**Problem description:** Go through the entries below and print, exactly, the lines starting at the one with "Writes a timestamped" and ending at the one with "let path = dir.join(export_file_name(now));", keeping both ends and no others.

Top of Source data

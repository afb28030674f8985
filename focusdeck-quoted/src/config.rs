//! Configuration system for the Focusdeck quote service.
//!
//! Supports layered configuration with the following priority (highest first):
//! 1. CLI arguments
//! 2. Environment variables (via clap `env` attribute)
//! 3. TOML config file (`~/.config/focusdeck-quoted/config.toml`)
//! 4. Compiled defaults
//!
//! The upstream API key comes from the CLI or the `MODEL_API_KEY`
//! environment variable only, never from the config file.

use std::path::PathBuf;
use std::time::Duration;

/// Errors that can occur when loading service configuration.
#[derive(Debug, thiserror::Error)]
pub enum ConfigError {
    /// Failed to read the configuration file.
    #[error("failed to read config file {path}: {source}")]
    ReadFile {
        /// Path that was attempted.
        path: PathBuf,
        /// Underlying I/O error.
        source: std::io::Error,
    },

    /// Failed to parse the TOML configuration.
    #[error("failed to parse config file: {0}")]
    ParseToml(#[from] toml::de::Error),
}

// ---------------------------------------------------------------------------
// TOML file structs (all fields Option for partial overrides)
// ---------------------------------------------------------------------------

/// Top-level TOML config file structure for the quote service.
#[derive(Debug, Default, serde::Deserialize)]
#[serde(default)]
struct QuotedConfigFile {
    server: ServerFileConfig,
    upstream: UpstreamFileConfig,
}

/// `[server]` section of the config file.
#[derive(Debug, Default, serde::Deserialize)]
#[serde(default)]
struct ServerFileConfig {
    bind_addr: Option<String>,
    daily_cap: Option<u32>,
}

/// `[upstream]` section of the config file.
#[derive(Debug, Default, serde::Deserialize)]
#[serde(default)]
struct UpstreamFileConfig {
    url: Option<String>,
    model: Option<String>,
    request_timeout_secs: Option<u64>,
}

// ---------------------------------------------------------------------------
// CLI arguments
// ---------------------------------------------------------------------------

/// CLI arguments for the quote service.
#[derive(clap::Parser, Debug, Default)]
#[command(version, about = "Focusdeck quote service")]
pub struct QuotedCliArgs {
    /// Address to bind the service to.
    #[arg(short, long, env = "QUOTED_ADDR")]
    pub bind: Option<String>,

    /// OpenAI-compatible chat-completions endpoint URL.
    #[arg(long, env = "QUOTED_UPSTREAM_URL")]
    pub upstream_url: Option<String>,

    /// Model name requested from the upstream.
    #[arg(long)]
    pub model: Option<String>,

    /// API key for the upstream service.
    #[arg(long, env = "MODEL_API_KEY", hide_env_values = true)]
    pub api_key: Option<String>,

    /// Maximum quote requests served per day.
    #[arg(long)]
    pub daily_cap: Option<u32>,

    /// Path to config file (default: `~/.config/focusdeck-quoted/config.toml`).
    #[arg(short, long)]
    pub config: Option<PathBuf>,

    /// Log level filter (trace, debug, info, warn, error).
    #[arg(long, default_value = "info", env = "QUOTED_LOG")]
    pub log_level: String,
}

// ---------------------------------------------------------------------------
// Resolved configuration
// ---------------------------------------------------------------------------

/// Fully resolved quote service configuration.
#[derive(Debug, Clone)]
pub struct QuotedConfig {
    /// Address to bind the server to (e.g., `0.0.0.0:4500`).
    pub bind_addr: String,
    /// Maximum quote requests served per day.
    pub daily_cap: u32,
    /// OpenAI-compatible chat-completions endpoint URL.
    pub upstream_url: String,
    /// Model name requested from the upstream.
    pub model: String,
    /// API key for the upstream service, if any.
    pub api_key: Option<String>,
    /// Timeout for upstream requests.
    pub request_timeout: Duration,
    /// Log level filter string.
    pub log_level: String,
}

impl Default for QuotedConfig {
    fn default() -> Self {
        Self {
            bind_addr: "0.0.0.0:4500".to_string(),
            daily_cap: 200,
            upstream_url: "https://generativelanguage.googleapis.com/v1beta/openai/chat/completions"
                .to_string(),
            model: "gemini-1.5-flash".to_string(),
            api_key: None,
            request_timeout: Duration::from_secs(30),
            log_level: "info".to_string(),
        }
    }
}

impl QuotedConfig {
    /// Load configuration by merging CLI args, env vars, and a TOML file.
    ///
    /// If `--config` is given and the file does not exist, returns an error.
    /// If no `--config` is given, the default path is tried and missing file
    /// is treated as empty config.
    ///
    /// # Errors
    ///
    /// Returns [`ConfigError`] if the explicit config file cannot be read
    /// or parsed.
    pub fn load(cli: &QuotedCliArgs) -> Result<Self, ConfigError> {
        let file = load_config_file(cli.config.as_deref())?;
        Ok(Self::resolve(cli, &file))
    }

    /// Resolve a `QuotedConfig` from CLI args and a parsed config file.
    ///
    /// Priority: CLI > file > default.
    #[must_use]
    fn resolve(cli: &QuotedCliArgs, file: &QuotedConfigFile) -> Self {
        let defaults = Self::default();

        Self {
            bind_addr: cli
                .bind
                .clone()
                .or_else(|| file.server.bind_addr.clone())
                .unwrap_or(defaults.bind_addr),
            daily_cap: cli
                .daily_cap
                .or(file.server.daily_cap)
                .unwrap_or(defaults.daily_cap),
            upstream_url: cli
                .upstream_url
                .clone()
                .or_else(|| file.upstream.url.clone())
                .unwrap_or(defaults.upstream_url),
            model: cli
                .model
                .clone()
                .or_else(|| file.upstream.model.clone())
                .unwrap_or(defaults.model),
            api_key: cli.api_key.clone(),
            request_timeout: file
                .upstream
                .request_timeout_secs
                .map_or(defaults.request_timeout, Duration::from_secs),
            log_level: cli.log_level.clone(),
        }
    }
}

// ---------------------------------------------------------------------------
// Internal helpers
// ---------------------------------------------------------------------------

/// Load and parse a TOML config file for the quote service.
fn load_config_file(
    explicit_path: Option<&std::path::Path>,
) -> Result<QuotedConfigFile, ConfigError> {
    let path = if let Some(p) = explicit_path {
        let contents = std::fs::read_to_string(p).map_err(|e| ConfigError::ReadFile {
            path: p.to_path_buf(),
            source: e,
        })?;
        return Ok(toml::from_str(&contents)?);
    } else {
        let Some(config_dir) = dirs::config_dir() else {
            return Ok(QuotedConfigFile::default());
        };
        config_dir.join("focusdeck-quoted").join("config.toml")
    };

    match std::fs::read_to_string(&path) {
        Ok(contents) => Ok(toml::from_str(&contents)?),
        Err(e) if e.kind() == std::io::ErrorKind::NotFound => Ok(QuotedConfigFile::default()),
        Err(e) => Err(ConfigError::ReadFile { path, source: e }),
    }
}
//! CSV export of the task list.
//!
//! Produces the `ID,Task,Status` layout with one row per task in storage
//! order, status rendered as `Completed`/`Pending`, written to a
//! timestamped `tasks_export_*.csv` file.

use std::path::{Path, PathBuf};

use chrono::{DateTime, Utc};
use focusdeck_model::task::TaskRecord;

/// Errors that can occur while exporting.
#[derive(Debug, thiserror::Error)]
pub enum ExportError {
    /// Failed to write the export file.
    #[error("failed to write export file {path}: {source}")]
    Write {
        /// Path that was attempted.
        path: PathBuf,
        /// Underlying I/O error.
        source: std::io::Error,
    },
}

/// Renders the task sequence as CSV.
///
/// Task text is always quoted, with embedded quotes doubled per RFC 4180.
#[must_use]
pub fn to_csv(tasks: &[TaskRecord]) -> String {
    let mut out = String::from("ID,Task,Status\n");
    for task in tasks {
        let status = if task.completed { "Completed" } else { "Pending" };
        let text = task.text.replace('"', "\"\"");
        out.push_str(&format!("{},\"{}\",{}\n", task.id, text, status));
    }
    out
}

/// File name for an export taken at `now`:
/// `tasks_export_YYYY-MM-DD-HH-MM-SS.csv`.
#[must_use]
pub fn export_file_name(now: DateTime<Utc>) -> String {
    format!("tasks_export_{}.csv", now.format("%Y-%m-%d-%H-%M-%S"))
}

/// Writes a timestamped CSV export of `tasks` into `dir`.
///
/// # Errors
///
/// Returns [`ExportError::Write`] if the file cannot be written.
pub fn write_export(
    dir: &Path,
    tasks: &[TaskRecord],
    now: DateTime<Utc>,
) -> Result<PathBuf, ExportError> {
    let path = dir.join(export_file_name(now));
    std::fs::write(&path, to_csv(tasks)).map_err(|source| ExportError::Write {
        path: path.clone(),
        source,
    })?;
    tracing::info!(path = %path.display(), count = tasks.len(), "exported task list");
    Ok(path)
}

Bottom of Source data
Top of Source data

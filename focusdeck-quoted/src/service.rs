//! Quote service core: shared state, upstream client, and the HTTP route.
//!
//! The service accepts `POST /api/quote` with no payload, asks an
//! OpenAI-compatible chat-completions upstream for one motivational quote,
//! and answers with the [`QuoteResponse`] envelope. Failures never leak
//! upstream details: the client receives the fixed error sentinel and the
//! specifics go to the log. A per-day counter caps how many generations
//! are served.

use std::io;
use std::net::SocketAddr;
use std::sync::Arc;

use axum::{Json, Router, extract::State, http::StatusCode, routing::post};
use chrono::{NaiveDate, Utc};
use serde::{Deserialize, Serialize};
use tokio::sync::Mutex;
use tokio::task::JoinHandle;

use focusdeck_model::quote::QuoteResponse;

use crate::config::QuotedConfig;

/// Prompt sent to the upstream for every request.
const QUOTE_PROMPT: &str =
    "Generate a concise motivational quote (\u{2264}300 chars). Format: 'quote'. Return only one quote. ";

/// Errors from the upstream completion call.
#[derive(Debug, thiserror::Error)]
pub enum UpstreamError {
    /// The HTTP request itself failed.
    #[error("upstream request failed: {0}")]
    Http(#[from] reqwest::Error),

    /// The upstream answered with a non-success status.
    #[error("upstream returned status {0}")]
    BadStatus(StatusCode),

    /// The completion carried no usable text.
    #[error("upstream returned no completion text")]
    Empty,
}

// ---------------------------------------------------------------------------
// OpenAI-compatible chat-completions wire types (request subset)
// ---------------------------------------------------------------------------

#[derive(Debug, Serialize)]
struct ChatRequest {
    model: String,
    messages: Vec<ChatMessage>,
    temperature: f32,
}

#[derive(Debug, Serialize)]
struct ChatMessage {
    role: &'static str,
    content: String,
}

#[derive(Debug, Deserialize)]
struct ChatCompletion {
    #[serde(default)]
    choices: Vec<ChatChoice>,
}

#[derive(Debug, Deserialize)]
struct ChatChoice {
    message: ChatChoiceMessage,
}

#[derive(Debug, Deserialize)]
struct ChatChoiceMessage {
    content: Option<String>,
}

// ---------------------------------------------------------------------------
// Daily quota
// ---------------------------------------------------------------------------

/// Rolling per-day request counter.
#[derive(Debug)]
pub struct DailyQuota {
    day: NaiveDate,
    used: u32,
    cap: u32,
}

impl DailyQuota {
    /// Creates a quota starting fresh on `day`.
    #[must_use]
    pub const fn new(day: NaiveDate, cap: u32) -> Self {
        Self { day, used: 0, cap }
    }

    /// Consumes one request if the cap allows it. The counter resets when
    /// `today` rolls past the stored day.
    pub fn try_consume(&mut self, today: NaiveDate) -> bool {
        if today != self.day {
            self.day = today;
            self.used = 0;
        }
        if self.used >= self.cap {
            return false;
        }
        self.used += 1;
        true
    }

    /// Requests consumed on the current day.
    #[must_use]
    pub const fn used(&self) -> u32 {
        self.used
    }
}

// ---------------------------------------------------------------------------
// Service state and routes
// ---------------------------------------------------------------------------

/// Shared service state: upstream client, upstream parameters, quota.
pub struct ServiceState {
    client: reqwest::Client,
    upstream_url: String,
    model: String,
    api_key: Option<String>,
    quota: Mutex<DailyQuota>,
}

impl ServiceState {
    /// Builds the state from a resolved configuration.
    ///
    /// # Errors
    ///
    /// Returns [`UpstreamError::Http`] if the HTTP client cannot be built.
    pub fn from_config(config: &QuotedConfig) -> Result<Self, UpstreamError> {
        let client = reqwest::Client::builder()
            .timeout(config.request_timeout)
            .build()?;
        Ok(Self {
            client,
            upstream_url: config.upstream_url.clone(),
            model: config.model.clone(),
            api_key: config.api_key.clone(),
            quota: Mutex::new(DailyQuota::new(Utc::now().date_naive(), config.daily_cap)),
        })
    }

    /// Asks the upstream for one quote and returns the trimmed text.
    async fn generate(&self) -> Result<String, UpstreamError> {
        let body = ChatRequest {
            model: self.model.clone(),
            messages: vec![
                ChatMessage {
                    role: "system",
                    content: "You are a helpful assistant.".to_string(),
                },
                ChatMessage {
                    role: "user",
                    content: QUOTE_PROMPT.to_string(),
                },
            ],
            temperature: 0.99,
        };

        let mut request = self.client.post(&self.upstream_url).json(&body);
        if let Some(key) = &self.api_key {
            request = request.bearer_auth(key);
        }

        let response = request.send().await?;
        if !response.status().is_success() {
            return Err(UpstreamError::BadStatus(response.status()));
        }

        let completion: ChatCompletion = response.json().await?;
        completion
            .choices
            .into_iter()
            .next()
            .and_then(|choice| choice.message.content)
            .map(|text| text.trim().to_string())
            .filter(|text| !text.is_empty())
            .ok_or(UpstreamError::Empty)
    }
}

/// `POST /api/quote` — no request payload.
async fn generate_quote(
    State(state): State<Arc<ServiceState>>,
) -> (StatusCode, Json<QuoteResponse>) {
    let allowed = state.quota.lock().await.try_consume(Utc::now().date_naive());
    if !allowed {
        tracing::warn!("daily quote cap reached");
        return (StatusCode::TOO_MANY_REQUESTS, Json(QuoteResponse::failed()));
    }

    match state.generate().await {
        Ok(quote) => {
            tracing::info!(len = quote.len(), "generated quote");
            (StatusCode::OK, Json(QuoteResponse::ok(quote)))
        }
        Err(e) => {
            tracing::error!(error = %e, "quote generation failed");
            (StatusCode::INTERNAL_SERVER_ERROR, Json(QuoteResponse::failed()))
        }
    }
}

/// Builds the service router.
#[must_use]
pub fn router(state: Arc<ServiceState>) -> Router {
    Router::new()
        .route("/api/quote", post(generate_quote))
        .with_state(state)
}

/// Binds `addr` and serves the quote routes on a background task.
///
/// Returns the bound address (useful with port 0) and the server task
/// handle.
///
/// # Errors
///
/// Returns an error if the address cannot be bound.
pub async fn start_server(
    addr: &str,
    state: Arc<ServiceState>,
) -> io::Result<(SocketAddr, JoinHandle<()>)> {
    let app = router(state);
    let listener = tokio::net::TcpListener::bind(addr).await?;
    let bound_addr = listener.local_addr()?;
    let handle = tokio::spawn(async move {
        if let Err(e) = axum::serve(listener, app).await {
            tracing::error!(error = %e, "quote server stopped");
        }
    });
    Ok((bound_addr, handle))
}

Bottom of Source data

**Answer space:**
/// Writes a timestamped CSV export of `tasks` into `dir`.
///
/// # Errors
///
/// Returns [`ExportError::Write`] if the file cannot be written.
pub fn write_export(
    dir: &Path,
    tasks: &[TaskRecord],
    now: DateTime<Utc>,
) -> Result<PathBuf, ExportError> {
    let path = dir.join(export_file_name(now));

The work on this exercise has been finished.